BEGIN MATERIAL FOR THIS EXERCISE

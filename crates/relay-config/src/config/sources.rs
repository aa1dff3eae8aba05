use std::collections::HashMap;

use super::{Config, ConfigSource};

fn source_label(source: Option<&ConfigSource>) -> String {
    source.unwrap_or(&ConfigSource::Default).to_string()
}

impl Config {
    /// Get effective configuration as key-value pairs with source attribution
    #[must_use]
    pub fn effective_config(&self) -> HashMap<String, (String, String)> {
        let mut config = HashMap::new();

        let mut add_config = |key: &str, value: Option<String>| {
            if let Some(val) = value {
                let source = source_label(self.source_attribution.get(key));
                config.insert(key.to_string(), (val, source));
            }
        };

        add_config(
            "budget_ms",
            self.orchestrator.budget_ms.map(|v| v.to_string()),
        );
        add_config(
            "hedge_width",
            self.orchestrator.hedge_width.map(|v| v.to_string()),
        );
        add_config(
            "start_buffer_ms",
            self.orchestrator.start_buffer_ms.map(|v| v.to_string()),
        );
        add_config(
            "budget_enforcement",
            self.orchestrator.budget_enforcement.map(|v| v.to_string()),
        );
        add_config(
            "provider_order",
            self.orchestrator.providers.as_ref().map(|p| p.join(", ")),
        );
        add_config(
            "cooldown_secs",
            self.health.cooldown_secs.map(|v| v.to_string()),
        );
        add_config(
            "failure_threshold",
            self.health.failure_threshold.map(|v| v.to_string()),
        );
        add_config(
            "latency_window",
            self.health.latency_window.map(|v| v.to_string()),
        );
        add_config("telemetry_sink", Some(self.telemetry_sink().to_string()));
        add_config(
            "telemetry_path",
            self.telemetry.path.as_ref().map(|p| p.display().to_string()),
        );
        add_config(
            "prompts_dir",
            self.prompts.dir.as_ref().map(|p| p.display().to_string()),
        );

        for (id, provider) in &self.providers {
            let summary = format!(
                "{} model={} timeout={}s enabled={}",
                provider.kind,
                provider.model.as_deref().unwrap_or("-"),
                provider.timeout().as_secs(),
                provider.is_enabled()
            );
            add_config(&format!("providers.{id}"), Some(summary));
        }

        config
    }
}
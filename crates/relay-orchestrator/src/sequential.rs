//! Sequential fallback round

use std::collections::HashSet;
use std::sync::Arc;

use relay_llm::ProviderAdapter;
use relay_telemetry::Round;
use relay_utils::ErrorKind;
use tokio_util::sync::CancellationToken;
use tracing::{debug, warn};

use crate::attempt::{Failure, ProviderOutcome, RunContext, Win};

#[derive(Default)]
pub(crate) struct SequentialReport {
    pub win: Option<Win>,
    pub abandoned: u32,
    pub attempted_any: bool,
    pub budget_exhausted: bool,
    pub last_failure: Option<Failure>,
    pub last_rejection: Option<Failure>,
}

/// Try each provider in order, skipping those the hedge round already called.
///
/// `abandoned_before` is the number of providers given up on earlier in the run.
pub(crate) async fn sequential_round(
    ctx: &RunContext,
    ordered: &[Arc<dyn ProviderAdapter>],
    skip: &HashSet<String>,
    abandoned_before: u32,
) -> SequentialReport {
    // Nothing cancels sequential attempts; the token only satisfies the adapter contract
    let token = CancellationToken::new();
    let mut report = SequentialReport::default();

    for provider in ordered {
        if skip.contains(provider.id()) {
            continue;
        }
        if !ctx.budget.can_start() {
            warn!(
                provider = %provider.id(),
                remaining_ms = ctx.budget.remaining().as_millis() as u64,
                "Budget exhausted, stopping sequential round"
            );
            report.budget_exhausted = true;
            break;
        }

        let retries = abandoned_before + report.abandoned;
        match ctx
            .run_provider(provider.as_ref(), Round::Sequential, retries, &token)
            .await
        {
            ProviderOutcome::Won(win) => {
                report.win = Some(win);
                return report;
            }
            ProviderOutcome::Lost {
                failure,
                attempted: true,
            } => {
                report.attempted_any = true;
                report.abandoned += 1;
                report.last_failure = Some(failure);
            }
            ProviderOutcome::Lost {
                failure,
                attempted: false,
            } => {
                if failure.error == ErrorKind::BudgetExceeded {
                    report.budget_exhausted = true;
                    break;
                }
                debug!(provider = %failure.provider, error = %failure.error, "Provider skipped");
                report.last_rejection = Some(failure);
            }
            ProviderOutcome::Cancelled { attempted } => {
                report.attempted_any |= attempted;
            }
        }
    }

    report
}
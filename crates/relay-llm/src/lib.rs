//! Provider adapters for relay
//!
//! Every text-generation service sits behind the [`ProviderAdapter`] trait, so the
//! orchestrator can race, retry and fail over without knowing which protocol a
//! provider speaks.

mod anthropic_backend;
pub(crate) mod http_client;
mod openai_backend;
mod types;

#[cfg(any(test, feature = "test-utils"))]
mod scripted;

pub use relay_config as config;

pub use relay_utils::error::LlmError;
pub use types::{Message, ProviderAdapter, ProviderIdentity, ProviderReply, Role};

#[cfg(any(test, feature = "test-utils"))]
pub use scripted::ScriptedAdapter;

use std::sync::Arc;
use tracing::{debug, warn};

use crate::anthropic_backend::AnthropicBackend;
use crate::config::{Config, ProviderConfig, ProviderKind};
use crate::http_client::HttpClient;
use crate::openai_backend::{HttpParams, OpenAiCompatibleBackend};

/// Construct the adapter for one configured provider.
///
/// A provider whose API key variable is unset (or empty) is still constructed,
/// with `enabled = false`.
///
/// # Errors
///
/// Returns `LlmError::Misconfiguration` if the kind is unknown or no model is set.
fn construct_adapter<F>(
    id: &str,
    provider: &ProviderConfig,
    client: &Arc<HttpClient>,
    env: &F,
) -> Result<Arc<dyn ProviderAdapter>, LlmError>
where
    F: Fn(&str) -> Option<String>,
{
    let kind = provider.provider_kind().ok_or_else(|| {
        LlmError::Misconfiguration(format!(
            "Unknown provider kind '{}' for '{id}'. Supported kinds: {}.",
            provider.kind,
            ProviderKind::SUPPORTED.join(", ")
        ))
    })?;

    let model = provider
        .model
        .clone()
        .filter(|m| !m.is_empty())
        .ok_or_else(|| {
            LlmError::Misconfiguration(format!(
                "Model not specified for provider '{id}'. \
                 Please set [providers.{id}] model = \"model-name\"."
            ))
        })?;

    let api_key_env = provider
        .api_key_env
        .as_deref()
        .unwrap_or(match kind {
            ProviderKind::OpenAiCompatible => openai_backend::DEFAULT_API_KEY_ENV,
            ProviderKind::Anthropic => anthropic_backend::DEFAULT_API_KEY_ENV,
        });
    let api_key = env(api_key_env).filter(|key| !key.trim().is_empty());

    let enabled = provider.is_enabled() && api_key.is_some();
    if provider.is_enabled() && api_key.is_none() {
        warn!(
            provider = id,
            api_key_env = api_key_env,
            "API key not set, provider disabled"
        );
    }

    let identity = ProviderIdentity::new(id, provider.timeout()).with_enabled(enabled);
    let params = HttpParams {
        max_tokens: provider.max_tokens.unwrap_or(2048),
        temperature: provider.temperature.unwrap_or(0.0),
    };

    debug!(
        provider = id,
        kind = kind.as_str(),
        model = %model,
        enabled = enabled,
        timeout_secs = identity.timeout.as_secs(),
        "Constructed provider adapter"
    );

    let adapter: Arc<dyn ProviderAdapter> = match kind {
        ProviderKind::OpenAiCompatible => Arc::new(
            OpenAiCompatibleBackend::new(
                identity,
                Arc::clone(client),
                provider.base_url.clone(),
                api_key,
                model,
                params,
            )
            .with_system_prompt(provider.system_prompt.clone()),
        ),
        ProviderKind::Anthropic => Arc::new(
            AnthropicBackend::new(
                identity,
                Arc::clone(client),
                provider.base_url.clone(),
                api_key,
                model,
                params,
            )
            .with_system_prompt(provider.system_prompt.clone()),
        ),
    };
    Ok(adapter)
}

/// Construct adapters for every configured provider, in candidate order.
///
/// API keys are read from the process environment.
///
/// # Errors
///
/// Returns `LlmError::Misconfiguration` if a provider definition is unusable or
/// the HTTP client cannot be built.
pub fn adapters_from_config(config: &Config) -> Result<Vec<Arc<dyn ProviderAdapter>>, LlmError> {
    adapters_from_config_with_env(config, |key| std::env::var(key).ok())
}

/// Same as [`adapters_from_config`] with an explicit environment lookup.
///
/// # Errors
///
/// See [`adapters_from_config`].
pub fn adapters_from_config_with_env<F>(
    config: &Config,
    env: F,
) -> Result<Vec<Arc<dyn ProviderAdapter>>, LlmError>
where
    F: Fn(&str) -> Option<String>,
{
    let client = Arc::new(HttpClient::new()?);

    let mut adapters = Vec::with_capacity(config.providers.len());
    for id in config.provider_ids() {
        let Some(provider) = config.providers.get(&id) else {
            continue;
        };
        adapters.push(construct_adapter(&id, provider, &client, &env)?);
    }
    Ok(adapters)
}
//! CLI flag wiring and exit codes
//!
//! Definition checks go through `build_cli()`. Behavior checks run the real
//! binary in a temporary project that has its own `.relay/config.toml`.

use std::fs;
use std::path::Path;

use assert_cmd::Command;
use predicates::prelude::*;
use tempfile::TempDir;

const ENV_OVERRIDES: &[&str] = &["RELAY_CONFIG", "RELAY_BUDGET_MS", "RELAY_HEDGE_WIDTH"];

/// Temporary project root with a `.git` marker so discovery stops there
fn project(config: &str) -> TempDir {
    let temp = TempDir::new().unwrap();
    fs::create_dir(temp.path().join(".git")).unwrap();
    fs::create_dir(temp.path().join(".relay")).unwrap();
    fs::write(temp.path().join(".relay").join("config.toml"), config).unwrap();
    fs::write(
        temp.path().join("schema.json"),
        r#"{"type": "object", "required": ["total"]}"#,
    )
    .unwrap();
    temp
}

fn relay(dir: &Path) -> Command {
    let mut cmd = Command::cargo_bin("relay").unwrap();
    cmd.current_dir(dir);
    for key in ENV_OVERRIDES {
        cmd.env_remove(key);
    }
    cmd.env_remove("RUST_LOG");
    cmd
}

#[test]
fn test_global_flags_defined() {
    let cli = relay::cli::build_cli();
    let names: Vec<_> = cli.get_arguments().filter_map(|arg| arg.get_long()).collect();

    for flag in ["config", "budget-ms", "hedge-width", "prompts-dir", "verbose"] {
        assert!(
            names.contains(&flag),
            "Global flag --{flag} is not defined in CLI"
        );
    }
}

#[test]
fn test_subcommands_defined() {
    let cli = relay::cli::build_cli();
    let names: Vec<_> = cli
        .get_subcommands()
        .map(|c| c.get_name())
        .filter(|name| *name != "help")
        .collect();
    assert_eq!(names, vec!["run", "providers", "config"]);
}

#[test]
fn test_help_mentions_precedence() {
    let temp = TempDir::new().unwrap();
    relay(temp.path())
        .arg("--help")
        .assert()
        .success()
        .stdout(predicate::str::contains("CLI flags > environment > config file > defaults"));
}

#[test]
fn test_malformed_var_is_a_usage_error() {
    let temp = project("");
    relay(temp.path())
        .args(["run", "t1", "--template", "invoice", "--schema", "schema.json"])
        .args(["--var", "novalue"])
        .assert()
        .code(2)
        .stderr(predicate::str::contains("KEY=VALUE"));
}

#[test]
fn test_run_without_providers_exits_with_no_provider_code() {
    let temp = project("");
    relay(temp.path())
        .args(["run", "t1", "--template", "invoice", "--schema", "schema.json"])
        .assert()
        .code(3)
        .stderr(predicate::str::contains("Suggestions:"));
}

#[test]
fn test_run_with_only_keyless_providers_exits_with_no_provider_code() {
    let temp = project(
        r#"
[providers.openai]
kind = "openai-compatible"
model = "gpt-4o-mini"
api_key_env = "RELAY_CLI_TEST_KEY_THAT_IS_NEVER_SET"
"#,
    );
    relay(temp.path())
        .env_remove("RELAY_CLI_TEST_KEY_THAT_IS_NEVER_SET")
        .args(["run", "t1", "--template", "invoice", "--schema", "schema.json"])
        .assert()
        .code(3);
}

#[test]
fn test_run_json_report_on_failure() {
    let temp = project("");
    let output = relay(temp.path())
        .args(["run", "t1", "--template", "invoice", "--schema", "schema.json", "--json"])
        .assert()
        .code(3)
        .get_output()
        .stdout
        .clone();

    let report: serde_json::Value = serde_json::from_slice(&output).unwrap();
    assert_eq!(report["task"], "t1");
    assert_eq!(report["ok"], false);
    assert_eq!(report["errorKind"], "no-provider-configured");
}

#[test]
fn test_missing_schema_file_is_a_usage_error() {
    let temp = project("");
    relay(temp.path())
        .args(["run", "t1", "--template", "invoice", "--schema", "nope.json"])
        .assert()
        .code(2)
        .stderr(predicate::str::contains("nope.json"));
}

#[test]
fn test_invalid_config_is_a_usage_error() {
    let temp = project("[orchestrator]\nhedge_width = 0\n");
    relay(temp.path())
        .arg("config")
        .assert()
        .code(2)
        .stderr(predicate::str::contains("hedge_width"));
}

#[test]
fn test_config_command_shows_sources() {
    let temp = project("[orchestrator]\nbudget_ms = 20000\n");
    relay(temp.path())
        .args(["config", "--hedge-width", "4"])
        .assert()
        .success()
        .stdout(predicate::str::contains("budget_ms = 20000  (config)"))
        .stdout(predicate::str::contains("hedge_width = 4  (cli)"))
        .stdout(predicate::str::contains("No providers configured."));
}

#[test]
fn test_env_override_is_attributed() {
    let temp = project("[orchestrator]\nbudget_ms = 20000\n");
    relay(temp.path())
        .env("RELAY_BUDGET_MS", "9000")
        .arg("config")
        .assert()
        .success()
        .stdout(predicate::str::contains("budget_ms = 9000  (env)"));
}

#[test]
fn test_providers_command_lists_enabled_state() {
    let temp = project(
        r#"
[providers.local]
kind = "openai-compatible"
model = "llama3"
base_url = "http://127.0.0.1:9/v1"
api_key_env = "RELAY_CLI_TEST_LOCAL_KEY"
timeout_secs = 7

[providers.claude]
kind = "anthropic"
model = "claude-3-5-haiku-latest"
api_key_env = "RELAY_CLI_TEST_KEY_THAT_IS_NEVER_SET"
"#,
    );
    let output = relay(temp.path())
        .env("RELAY_CLI_TEST_LOCAL_KEY", "sk-local")
        .env_remove("RELAY_CLI_TEST_KEY_THAT_IS_NEVER_SET")
        .args(["providers", "--json"])
        .assert()
        .success()
        .get_output()
        .stdout
        .clone();

    let listings: serde_json::Value = serde_json::from_slice(&output).unwrap();
    let listings = listings.as_array().unwrap();
    assert_eq!(listings.len(), 2);

    let local = listings.iter().find(|l| l["id"] == "local").unwrap();
    assert_eq!(local["enabled"], true);
    assert_eq!(local["timeoutMs"], 7000);

    let claude = listings.iter().find(|l| l["id"] == "claude").unwrap();
    assert_eq!(claude["enabled"], false);
}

END MATERIAL FOR THIS EXERCISE

§ **WHAT THE TASK REQUIRES**
Match on "debug" and report each line of the data above that has it.

§ **COMPLETED EXERCISE**
use tracing::{debug, warn};
                debug!(provider = %failure.provider, error = %failure.error, "Provider skipped");
use tracing::{debug, warn};
    debug!(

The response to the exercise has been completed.